Second Best Moments.

A couple of years ago, in this LH thread, Ian recommended Frank Kuppner‘s book Second Best Moments in Chinese History, saying “Everything Kuppner writes is gorgeous. He uses an idiom of surreal wistfulness that might have distant forebears in a few other British writers, but essentially didn’t exist until he invented it”; I recently got a copy for my birthday (thanks, Songdog!), and I’m here to tell you it’s just as good as Ian said. Here‘s a brief review by Darian Leader (“How much lighter life seemed when one could at last acknowledge that ‘Life is a dinner party without a host./ And, frequently, without a dinner party either'”), and here are a few quatrains so you can see what kind of thing it is:

4
The bureaucrat sighs as he adds up another column.
Who can possibly still be riding so many horses?
He sighs again, and glances down from his low pavilion.
A royal dog is staring at him insolently.

8
It is said that the great poet often used to fall drunk here,
In this unpleasantly small walled garden.
And, furthermore, that he often used to wake up here,
In this unpleasantly small walled garden.

15
A marvellous peak – a second marvellous peak –
A foot trembling at the edge of a chasm –
A second foot trembling at the edge of a chasm –
A third foot trembling at the edge of a chasm –

16
Pensively, the Immortal begins to climb down the lacquer tree.
Hmm.
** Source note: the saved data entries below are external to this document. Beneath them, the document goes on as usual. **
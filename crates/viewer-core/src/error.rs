use thiserror::Error;

/// Failures surfaced by the viewer core.
///
/// Per-frame variants (`NonFiniteProjection`) are expected to be logged and
/// skipped by the caller; they never stop the render loop.
#[derive(Debug, Clone, PartialEq, Error)]
pub enum ViewerError {
    #[error("hotspot {index} projected to a non-finite screen position")]
    NonFiniteProjection { index: usize },

    #[error("viewport has no drawable area ({width}x{height})")]
    EmptyViewport { width: f32, height: f32 },

    #[error("asset {url} failed to load: {reason}")]
    AssetFailed { url: String, reason: String },

    #[error("asset {url} was never registered with the loader")]
    UnknownAsset { url: String },

    #[error("hotspot index {index} is out of range (have {count})")]
    HotspotOutOfRange { index: usize, count: usize },
}

pub type Result<T> = std::result::Result<T, ViewerError>;
use glam::Vec2;
use viewer_core::Viewport;
use wasm_bindgen::JsCast;
use web_sys as web;

#[inline]
pub fn window_document() -> Option<web::Document> {
    web::window().and_then(|w| w.document())
}

/// Required element by CSS selector. Absence is a fatal startup error.
pub fn query(document: &web::Document, selector: &str) -> anyhow::Result<web::HtmlElement> {
    document
        .query_selector(selector)
        .map_err(|e| anyhow::anyhow!("invalid selector {selector}: {:?}", e))?
        .ok_or_else(|| anyhow::anyhow!("missing {selector}"))?
        .dyn_into::<web::HtmlElement>()
        .map_err(|_| anyhow::anyhow!("{selector} is not an HTML element"))
}

/// Required element by id. Absence is a fatal startup error.
pub fn by_id(document: &web::Document, id: &str) -> anyhow::Result<web::HtmlElement> {
    document
        .get_element_by_id(id)
        .ok_or_else(|| anyhow::anyhow!("missing #{id}"))?
        .dyn_into::<web::HtmlElement>()
        .map_err(|_| anyhow::anyhow!("#{id} is not an HTML element"))
}

#[inline]
pub fn add_click_listener(el: &web::EventTarget, mut handler: impl FnMut() + 'static) {
    let closure =
        wasm_bindgen::closure::Closure::wrap(Box::new(move || handler()) as Box<dyn FnMut()>);
    _ = el.add_event_listener_with_callback("click", closure.as_ref().unchecked_ref());
    closure.forget();
}

/// Current window size in CSS pixels and the raw device pixel ratio.
pub fn window_metrics() -> Option<(f32, f32, f64)> {
    let w = web::window()?;
    let width = w.inner_width().ok()?.as_f64()? as f32;
    let height = w.inner_height().ok()?.as_f64()? as f32;
    Some((width, height, w.device_pixel_ratio()))
}

/// Match the canvas backing store to the viewport's capped pixel ratio
/// while keeping its CSS size at the viewport size.
pub fn sync_canvas_backing_size(canvas: &web::HtmlCanvasElement, viewport: &Viewport) {
    let (w_px, h_px) = viewport.surface_size();
    canvas.set_width(w_px);
    canvas.set_height(h_px);
    let style = canvas.style();
    _ = style.set_property("width", &format!("{}px", viewport.width));
    _ = style.set_property("height", &format!("{}px", viewport.height));
}

#[inline]
pub fn set_class(el: &web::Element, class: &str, on: bool) {
    let cl = el.class_list();
    if on {
        _ = cl.add_1(class);
    } else {
        _ = cl.remove_1(class);
    }
}

#[inline]
pub fn set_visibility(el: &web::HtmlElement, visible: bool) {
    _ = el
        .style()
        .set_property("visibility", if visible { "visible" } else { "hidden" });
}

#[inline]
pub fn set_translate(el: &web::HtmlElement, offset: Vec2) {
    _ = el.style().set_property(
        "transform",
        &format!("translateX({}px) translateY({}px)", offset.x, offset.y),
    );
}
The immediate danger seems to have blown over.
Somehow, he had assumed that this was an uninhabited planet.
He will really need to plan his journeys more carefully in future.

23
The palace dog is feeling a little confused this morning.
It was fed late, and fed by the wrong person.
The wrong person set it free in the wrong garden.
And still no-one has come to fetch it back.

71
The bureaucrat sighs as he adds up another column.
Who can possibly still be riding so many horses?
This is just as boring as his previous life was.
Why did he ask to be sent back to what he already knew?

It may not be your thing, but if it is, you’ll be glad to know where you can find 501 of those little gems.

Comments

  1. Glad to have introduced him to you!

    I should take my fanboy praise down a gear and admit that it’s mainly Kuppner’s patented Kuppneresque quatrains that are gorgeous. He’s used other vehicles such as mock dialogues, stream-of-consciousness prose, an entire book (Arioflotga) made up of an alphabetic listing of first lines of lost poems, etc. These have their moments, but only moments. I haven’t read any of his novels yet.

  2. Sometimes I read something and think: wow this is so translatable it’s practically begging to be. This is one of those times.

    Then I recall the unfinished projects, the unfinished thesis, the book, the code, and sigh.

  3. I’ve finally finished the book (I’ve been nibbling at it over the months), and I just want to record one cavil: in the last couple of sections, he starts tossing in rhymes for reasons mysterious to me. E.g.:

    316
    One must be careful where one treads in Paradise.
    An infinite number of the lesser Gods
    Are smaller than the least noticeable flowers;
    But still they preserve a few dreadful godlike powers.

    372
    For two consecutive days the fire rages;
    Devouring the palace in successive stages.
    Stairway after stairway crumbles and falls.
    Corpses tumble out from behind collapsing walls.

    I mean, yes, classical Chinese poetry rhymes in the original, but trying to preserve the rhymes is almost always a bad idea (for evidence, see any translation that does so), and more importantly, what is the point of bringing rhymes into a pattern that has been working successfully without them? It jars the reader (at least this reader) and dampens the carefully created effect. But that only affects a minority of the poems even in the last sections, and the book as a whole is wonderfully enjoyable.